23. Whether a person or group of persons can be said to have de facto control of a corporation, notwithstanding that they do not legally control more than 50 per cent of its voting shares, will depend on each factual situation. The following are some general factors that may be used in determining whether de facto control exists:

(a) the percentage of ownership of voting shares (when such ownership is not more than 50 per cent) in relation to the holdings of other shareholders;

(b) ownership of a large debt of a corporation which may become payable on demand (unless exempted by subsection 256(3) or (6)) or a substantial investment in retractable preferred shares;

(c) shareholder agreements including the holding of a casting vote;

(d) commercial or contractual relationships of the corporation, e.g., economic dependence on a single supplier or customer;

(e) possession of a unique expertise that is required to operate the business; and

(f) the influence that a family member, who is a shareholder, creditor, supplier, etc., of a corporation, may have over another family member who is a shareholder of the corporation.

. . .

In addition to the general factors described above, the composition of the board of directors and the control of day-to-day management and operation of the business would be considered.

[41]          In Duha Printers, supra, Iacobucci J. alluded to the fact that although external agreements should not have any place in the analysis of control de jure, they were relevant in determining the existence of de facto control (p. 6345).

[42]          In the present case, several elements must be examined in conjunction with each other to determine whether de facto control existed in 1996.

[43]          In my view, the evidence discloses that not only did Mr. Eaton and Dr. Teichman control the day-to-day operations of the appellant from San Francisco but they also controlled its fortune by making all the decisions. Counsel for the appellant argued that all decisions were nevertheless taken under the authority of its board of directors. The board of directors was composed of three people, namely Messrs. Wooder, Eaton and Budgell. No evidence was adduced as to Mr. Budgell's role in the appellant. The only thing we know is that he is Canadian, that he was an accountant working occasionally for Custom and that he never met the other Canadian director, Mr. Wooder. As for Mr. Wooder, he was a director and the president of the appellant. One would assume that, holding these positions, he would be relatively well informed about the appellant. This assumption is reinforced by the duties of the president as stated in the "Organizational and General Administrative Resolutions of the Board of Directors of [the appellant] . . .". Those duties are described as follows in Exhibit A-2, Tab 44, pp. 8-9:

(a) PRESIDENT. The President shall be the chief operating officer and shall have the powers and duties conferred upon him by the by-laws of the Corporation and by this resolution and such other powers and duties as the Board of Directors may determine. The President shall exercise a general control of and supervision over the affairs and business of the Corporation, except to the extent that the Board of Directors shall otherwise determine.

[44]          It is obvious from the evidence that Mr. Wooder did not exercise such control and supervision over the affairs and business of the appellant. With respect to the administrative services provided by Mimetix to the appellant, Mr. Wooder testified that the sole reason for having the services provided by Mimetix was that they were thereby obtained at a lesser cost than if they were provided in Canada.

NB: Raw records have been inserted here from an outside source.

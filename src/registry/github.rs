//! GitHub release lookups.
//!
//! The rasterizer builds (SwiftShader, lavapipe) are published as release
//! assets of `jakoch/rasterizers`, described by a `versions.json` asset
//! attached to the latest release.

use std::sync::Arc;

use serde::Deserialize;
use tracing::debug;

use crate::io::http;
use crate::ops::context::Context;
use crate::ops::error::SetupError;

#[derive(Debug, Deserialize)]
pub struct GithubRelease {
    pub tag_name: String,
    pub assets: Vec<GithubAsset>,
}

#[derive(Debug, Deserialize)]
pub struct GithubAsset {
    pub name: String,
    pub browser_download_url: String,
}

/// Latest tagged release of `owner/repo`.
pub async fn latest_release(
    ctx: &Context,
    owner: &str,
    repo: &str,
) -> Result<GithubRelease, SetupError> {
    let url = format!("{}/repos/{owner}/{repo}/releases/latest", ctx.github_base);
    debug!(url, "fetching latest release");
    http::get_json(&ctx.client, &url)
        .await
        .map_err(|_| SetupError::Registry {
            what: "the latest release",
            url,
        })
}

/// Rasterizer builds described by `versions.json`.
#[derive(Debug, Clone, Deserialize)]
pub struct RasterizerVersions {
    pub latest: RasterizerLatest,
}

#[derive(Debug, Clone, Deserialize)]
pub struct RasterizerLatest {
    #[serde(rename = "swiftshader-win64")]
    pub swiftshader_win64: RasterizerBuild,
    #[serde(rename = "lavapipe-win64")]
    pub lavapipe_win64: RasterizerBuild,
}

/// One published rasterizer build.
#[derive(Debug, Clone, Deserialize)]
pub struct RasterizerBuild {
    pub version: String,
    pub tag: String,
    pub url: String,
}

/// Fetch (once) the rasterizer `versions.json` of the latest release.
pub async fn rasterizer_versions(ctx: &Context) -> Result<Arc<RasterizerVersions>, SetupError> {
    ctx.rasterizer_versions
        .get_or_try_init(|| async {
            let release = latest_release(ctx, "jakoch", "rasterizers").await?;
            let asset = release
                .assets
                .iter()
                .find(|a| a.name == "versions.json")
                .ok_or_else(|| {
                    SetupError::Other(format!(
                        "versions.json not found in latest rasterizers release {}",
                        release.tag_name
                    ))
                })?;

            let versions: RasterizerVersions =
                http::get_json(&ctx.client, &asset.browser_download_url)
                    .await
                    .map_err(|_| SetupError::Registry {
                        what: "versions.json",
                        url: asset.browser_download_url.clone(),
                    })?;
            Ok(Arc::new(versions))
        })
        .await
        .map(Arc::clone)
}

#[cfg(test)]
mod tests {
    use super::*;
    use crate::core::platform::Platform;

    fn release_body(server_url: &str) -> String {
        format!(
            r#"{{
                "tag_name": "2025.01",
                "assets": [
                    {{"name": "swiftshader-win64.zip", "browser_download_url": "{server_url}/swiftshader-win64.zip"}},
                    {{"name": "versions.json", "browser_download_url": "{server_url}/versions.json"}}
                ]
            }}"#
        )
    }

    #[tokio::test]
    async fn rasterizer_versions_follow_the_asset_link() {
        let mut server = mockito::Server::new_async().await;
        let url = server.url();

        let _release = server
            .mock("GET", "/repos/jakoch/rasterizers/releases/latest")
            .with_status(200)
            .with_header("content-type", "application/json")
            .with_body(release_body(&url))
            .expect(1)
            .create_async()
            .await;

        let _versions = server
            .mock("GET", "/versions.json")
            .with_status(200)
            .with_header("content-type", "application/json")
            .with_body(
                r#"{
                    "latest": {
                        "swiftshader-win64": {"version": "2025.1.1", "tag": "2025.01", "url": "https://example.test/ss.zip"},
                        "lavapipe-win64": {"version": "24.3.3", "tag": "2025.01", "url": "https://example.test/lp.zip"}
                    }
                }"#,
            )
            .expect(1)
            .create_async()
            .await;

        let ctx = Context::with_endpoints(reqwest::Client::new(), Platform::Windows, &url, &url);

        let first = rasterizer_versions(&ctx).await.unwrap();
        assert_eq!(first.latest.swiftshader_win64.version, "2025.1.1");
        assert_eq!(first.latest.lavapipe_win64.url, "https://example.test/lp.zip");

        // Second call must reuse the cached document (expect(1) above).
        let second = rasterizer_versions(&ctx).await.unwrap();
        assert!(Arc::ptr_eq(&first, &second));
    }

    #[tokio::test]
    async fn missing_versions_asset_is_an_error() {
        let mut server = mockito::Server::new_async().await;
        let _release = server
            .mock("GET", "/repos/jakoch/rasterizers/releases/latest")
            .with_status(200)
            .with_header("content-type", "application/json")
            .with_body(r#"{"tag_name": "2025.01", "assets": []}"#)
            .create_async()
            .await;

        let url = server.url();
        let ctx = Context::with_endpoints(reqwest::Client::new(), Platform::Windows, &url, &url);

        let err = rasterizer_versions(&ctx).await.unwrap_err();
        assert!(err.to_string().contains("versions.json"), "{err}");
    }

    #[tokio::test]
    async fn latest_release_error_names_the_url() {
        let mut server = mockito::Server::new_async().await;
        let _release = server
            .mock("GET", "/repos/jakoch/rasterizers/releases/latest")
            .with_status(404)
            .create_async()
            .await;

        let url = server.url();
        let ctx = Context::with_endpoints(reqwest::Client::new(), Platform::Windows, &url, &url);

        let err = latest_release(&ctx, "jakoch", "rasterizers").await.unwrap_err();
        assert!(err.to_string().contains("releases/latest"), "{err}");
    }
}
//! LunarG version documents.
//!
//! The vendor publishes two documents per platform: the latest released
//! version (`latest.json`) and the full list of versions it still serves
//! (`versions/<platform>.json`, sorted descending). Each is fetched at
//! most once per process through the caches in
//! [`Context`](crate::ops::context::Context); every caller afterwards
//! receives the identical `Arc`.

use std::cmp::Ordering;
use std::sync::Arc;

use serde::Deserialize;

use crate::core::platform::Platform;
use crate::core::version;
use crate::io::http;
use crate::ops::context::Context;
use crate::ops::error::SetupError;

/// Default vendor endpoint root.
pub const VULKAN_SDK_BASE: &str = "https://vulkan.lunarg.com/sdk";

/// Latest published SDK version per platform.
#[derive(Debug, Clone, Deserialize)]
pub struct LatestVersions {
    pub windows: String,
    pub linux: String,
    pub mac: String,
    pub warm: String,
}

impl LatestVersions {
    /// Entry for `platform`. ARM Linux reads the `linux` entry; an
    /// unrecognized platform has none.
    pub fn for_platform(&self, platform: &Platform) -> Option<&str> {
        match platform {
            Platform::Windows => Some(&self.windows),
            Platform::WindowsArm => Some(&self.warm),
            Platform::Linux | Platform::LinuxArm => Some(&self.linux),
            Platform::Mac => Some(&self.mac),
            Platform::Other(_) => None,
        }
    }
}

/// All SDK versions the vendor currently publishes for one platform,
/// sorted descending by the vendor.
#[derive(Debug, Clone)]
pub struct AvailableVersions {
    pub versions: Vec<String>,
}

/// Fetch (once) the latest-version document.
pub async fn fetch_latest(ctx: &Context) -> Result<Arc<LatestVersions>, SetupError> {
    ctx.latest_versions
        .get_or_try_init(|| async {
            let url = format!("{}/latest.json", ctx.sdk_base);
            let latest: LatestVersions =
                http::get_json(&ctx.client, &url)
                    .await
                    .map_err(|_| SetupError::Registry {
                        what: "the latest version information",
                        url,
                    })?;
            Ok(Arc::new(latest))
        })
        .await
        .map(Arc::clone)
}

/// Fetch (once) the available-versions document for the run's platform.
pub async fn fetch_available(ctx: &Context) -> Result<Arc<AvailableVersions>, SetupError> {
    ctx.available_versions
        .get_or_try_init(|| async {
            let url = format!("{}/versions/{}.json", ctx.sdk_base, ctx.platform.vendor_key());
            let versions: Vec<String> =
                http::get_json(&ctx.client, &url)
                    .await
                    .map_err(|_| SetupError::Registry {
                        what: "the list of all available Vulkan SDK versions",
                        url,
                    })?;
            Ok(Arc::new(AvailableVersions { versions }))
        })
        .await
        .map(Arc::clone)
}

/// Resolve the requested version to a concrete one.
///
/// `latest` (or an empty request) resolves through the latest-version
/// document; anything else passes through unchanged.
pub async fn resolve_version(ctx: &Context, requested: &str) -> Result<String, SetupError> {
    if !requested.is_empty() && requested != "latest" {
        return Ok(requested.to_string());
    }

    let latest = fetch_latest(ctx).await?;
    latest
        .for_platform(&ctx.platform)
        .map(str::to_string)
        .ok_or_else(|| SetupError::UnsupportedPlatform {
            artifact: "Vulkan SDK",
            platform: ctx.platform.id().to_string(),
        })
}

/// Version immediately below `current` in `versions`.
///
/// The list is re-sorted descending through the numeric comparator before
/// scanning. Returns `current` unchanged when it is absent from the list
/// or already the minimum; an empty list is an error.
pub fn lower_version(current: &str, versions: &[String]) -> Result<String, SetupError> {
    if versions.is_empty() {
        return Err(SetupError::NoAvailableVersions);
    }

    let mut sorted: Vec<&str> = versions.iter().map(String::as_str).collect();
    sorted.sort_by(|a, b| version::compare(b, a));

    let Some(position) = sorted
        .iter()
        .position(|v| version::compare(v, current) == Ordering::Equal)
    else {
        return Ok(current.to_string());
    };

    Ok(sorted
        .get(position + 1)
        .map_or_else(|| current.to_string(), |v| (*v).to_string()))
}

Mr. Wooder did not know if any monies were paid for the administrative services but assumed that the $12,000 shown for the year on the appellant's financial statements represented the consideration for those services. In addition, Mr. Wooder did not even know who the authorized signing officers for the appellant were, and he never met the other Canadian director, Mr. Budgell. Furthermore, with the exception of the acquisition of the Collette mixer, he was not aware of any of the contracts signed by the appellant in the operation of its business. It seems quite unusual for a director and president of a company to be uninformed to such a degree. Mr. Wooder admitted that if Helix had not invested $3 million in Mimetix, he would not have been appointed to the appellant's board of directors. It is therefore erroneous to assert, as does counsel for the appellant, that the administrative personnel in the U.S. was acting under the authority and supervision of the appellant's board of directors. Mr. Eaton alone was not the board of directors.

[45]          Indeed the evidence discloses that the only director that exercised such control and supervision was Mr. Eaton, the non-resident director. He was the one who took or approved all of the decisions, the main one being the hiring of Dr. Teichman, who replaced the Canadian medical doctor, Dr. Bernard. That decision was taken without the approval of the board of directors. It does not appear that either Mr. Wooder or Mr. Budgell was consulted at that time; at least the evidence does not show that to have been the case.

[46]          Dr. Teichman was authorized by Mr. Eaton to sign all agreements, invoices and cheques with respect to the appellant's business operations. All work contracted out to third parties was authorized and approved not by the board of directors but by Mr. Eaton and Dr. Teichman. What all this shows is that Mimetix in fact had control over the appellant. Indeed, the non-resident corporation Mimetix was, through Dr. Teichman and Mr. Eaton, both non-residents of Canada, the controlling mind of the appellant. Furthermore, no evidence was brought forward as to the role played by Mr. Tedford, one Canadian officer of the appellant. The only thing we know is that Patheon, for which Mr. Tedford was working, invested in Mimetix in 1994, not in the appellant. I will not therefore give any weight to the appellant's counsel's submission that Mr. Tedford had influence over the appellant in 1996. At least, the documentary evidence does not reveal that to have been the case.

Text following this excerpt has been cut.